» What is expected
The first line of the entries below, the line containing "the application router.", and every line between them should be repeated exactly, and nothing else.

» Supplied material
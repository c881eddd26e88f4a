//! HTTP Router
//!
//! Project route dispatch under `/run/:project/*path`, the per-project
//! action trigger endpoint, stats, health, and the WebSocket upgrade.
//! Caller identity for dispatched routes comes from the
//! `x-hive-session` / `x-hive-user` headers set by the (external)
//! authentication layer.

use std::collections::HashMap;

use axum::extract::{Path, Query, State, WebSocketUpgrade};
use axum::http::{HeaderMap, Method, StatusCode};
use axum::response::{IntoResponse, Response};
use axum::routing::{any, get, post};
use axum::{Json, Router};
use serde::{Deserialize, Serialize};
use serde_json::{Value, json};
use tower_http::cors::CorsLayer;
use tower_http::trace::TraceLayer;
use uuid::Uuid;

use crate::cell::{Caller, RouteRequest};
use crate::error::HostError;

use super::handler::handle_socket;
use super::state::AppState;

/// Create the application router.
pub fn create_router(state: AppState) -> Router {
    Router::new()
        // Dialog frames and runtime events go through here
        .route("/ws", get(ws_upgrade))
        // Health check for monitoring/load balancers
        .route("/health", get(health_check))
        // Project route dispatch
        .route("/run/:project_id", any(dispatch_root))
        .route("/run/:project_id/*path", any(dispatch_route))
        // Action trigger contract
        .route("/projects/:project_id/actions/:slug", post(trigger_action))
        // Stats snapshot
        .route("/projects/:project_id/stats", get(project_stats))
        .layer(TraceLayer::new_for_http())
        // CORS for development
        .layer(CorsLayer::permissive())
        .with_state(state)
}

/// WebSocket upgrade handler. Sessions may bring their own id
/// (`?session=`) so reconnects keep their pending dialogs addressable.
async fn ws_upgrade(
    ws: WebSocketUpgrade,
    Query(params): Query<HashMap<String, String>>,
    State(state): State<AppState>,
) -> Response {
    let session_id = params
        .get("session")
        .cloned()
        .unwrap_or_else(|| Uuid::new_v4().to_string());
    ws.on_upgrade(move |socket| handle_socket(socket, state, session_id))
}

/// Health check response.
#[derive(Serialize)]
struct HealthResponse {
    status: &'static str,
    version: &'static str,
    projects: usize,
    sessions: usize,
}

/// Health check endpoint.
async fn health_check(State(state): State<AppState>) -> Json<HealthResponse> {
    Json(HealthResponse {
        status: "ok",
        version: env!("CARGO_PKG_VERSION"),
        projects: state.registry().list().len(),
        sessions: state.hub().count(),
    })
}

async fn dispatch_root(
    State(state): State<AppState>,
    Path(project_id): Path<String>,
    Query(query): Query<HashMap<String, String>>,
    method: Method,
    headers: HeaderMap,
    body: String,
) -> Response {
    dispatch(&state, &project_id, "/".to_string(), query, method, headers, body).await
}

async fn dispatch_route(
    State(state): State<AppState>,
    Path((project_id, path)): Path<(String, String)>,
    Query(query): Query<HashMap<String, String>>,
    method: Method,
    headers: HeaderMap,
    body: String,
) -> Response {
    let path = format!("/{path}");
    dispatch(&state, &project_id, path, query, method, headers, body).await
}

async fn dispatch(
    state: &AppState,
    project_id: &str,
    path: String,
    query: HashMap<String, String>,
    method: Method,
    headers: HeaderMap,
    body: String,
) -> Response {
    let caller = Caller::new(
        header_value(&headers, "x-hive-user"),
        header_value(&headers, "x-hive-session"),
    );

    let header_map: HashMap<String, String> = headers
        .iter()
        .map(|(name, value)| {
            (
                name.as_str().to_string(),
                value.to_str().unwrap_or_default().to_string(),
            )
        })
        .collect();

    let body = if body.is_empty() {
        Value::Null
    } else {
        serde_json::from_str(&body).unwrap_or(Value::String(body))
    };

    let request = RouteRequest {
        method: method.as_str().to_string(),
        path,
        query,
        headers: header_map,
        body,
        caller,
    };

    match state.registry().handle_route(project_id, request).await {
        Ok(response) => {
            let status =
                StatusCode::from_u16(response.status).unwrap_or(StatusCode::INTERNAL_SERVER_ERROR);
            (status, Json(response.body)).into_response()
        }
        Err(err) => host_error_response(err).into_response(),
    }
}

fn header_value(headers: &HeaderMap, name: &str) -> Option<String> {
    headers
        .get(name)
        .and_then(|value| value.to_str().ok())
        .map(String::from)
}

/// Optional JSON body of the action trigger endpoint.
#[derive(Debug, Default, Deserialize)]
#[serde(rename_all = "camelCase", default)]
struct TriggerBody {
    session_id: Option<String>,
    user_id: Option<String>,
}

/// POST /projects/:project/actions/:slug
///
/// 404 unknown action, 503 project not running, 409 with the current
/// state name when not enabled, 200 on successful trigger.
async fn trigger_action(
    State(state): State<AppState>,
    Path((project_id, slug)): Path<(String, String)>,
    body: Option<Json<TriggerBody>>,
) -> Response {
    let Json(body) = body.unwrap_or_default();

    let result = state
        .registry()
        .trigger_action(&project_id, &slug, body.user_id, body.session_id)
        .await;

    match result {
        Ok(()) => (StatusCode::OK, Json(json!({"status": "triggered"}))).into_response(),
        Err(HostError::NotRunning(_)) => (
            StatusCode::SERVICE_UNAVAILABLE,
            Json(json!({"error": "project not running"})),
        )
            .into_response(),
        Err(HostError::UnknownAction(slug)) => (
            StatusCode::NOT_FOUND,
            Json(json!({"error": format!("unknown action '{slug}'")})),
        )
            .into_response(),
        Err(HostError::ActionConflict { slug, state }) => (
            StatusCode::CONFLICT,
            Json(json!({
                "error": format!("action '{slug}' is {state}"),
                "state": state,
            })),
        )
            .into_response(),
        Err(err) => host_error_response(err).into_response(),
    }
}

async fn project_stats(
    State(state): State<AppState>,
    Path(project_id): Path<String>,
) -> Response {
    match state.registry().stats(&project_id) {
        Ok(snapshot) => Json(snapshot).into_response(),
        Err(err) => host_error_response(err).into_response(),
    }
}

fn host_error_response(err: HostError) -> (StatusCode, Json<Value>) {
    let status = match &err {
        HostError::NotRunning(_) | HostError::RouteNotFound { .. } | HostError::UnknownAction(_) => {
            StatusCode::NOT_FOUND
        }
        HostError::AlreadyRunning(_) | HostError::ActionConflict { .. } => StatusCode::CONFLICT,
        HostError::DispatchTimeout(_) => StatusCode::GATEWAY_TIMEOUT,
        HostError::Compile(_) => StatusCode::UNPROCESSABLE_ENTITY,
        _ => StatusCode::INTERNAL_SERVER_ERROR,
    };
    (status, Json(json!({"error": err.to_string()})))
}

» Response to this task
repository c881eddd26e88f4a
//! HTTP Router
//!
//! Project route dispatch under `/run/:project/*path`, the per-project
//! action trigger endpoint, stats, health, and the WebSocket upgrade.
//! Caller identity for dispatched routes comes from the
//! `x-hive-session` / `x-hive-user` headers set by the (external)
//! authentication layer.

use std::collections::HashMap;

use axum::extract::{Path, Query, State, WebSocketUpgrade};
use axum::http::{HeaderMap, Method, StatusCode};
use axum::response::{IntoResponse, Response};
use axum::routing::{any, get, post};
use axum::{Json, Router};
use serde::{Deserialize, Serialize};
use serde_json::{Value, json};
use tower_http::cors::CorsLayer;
use tower_http::trace::TraceLayer;
use uuid::Uuid;

use crate::cell::{Caller, RouteRequest};
use crate::error::HostError;

use super::handler::handle_socket;
use super::state::AppState;

/// Create the application router.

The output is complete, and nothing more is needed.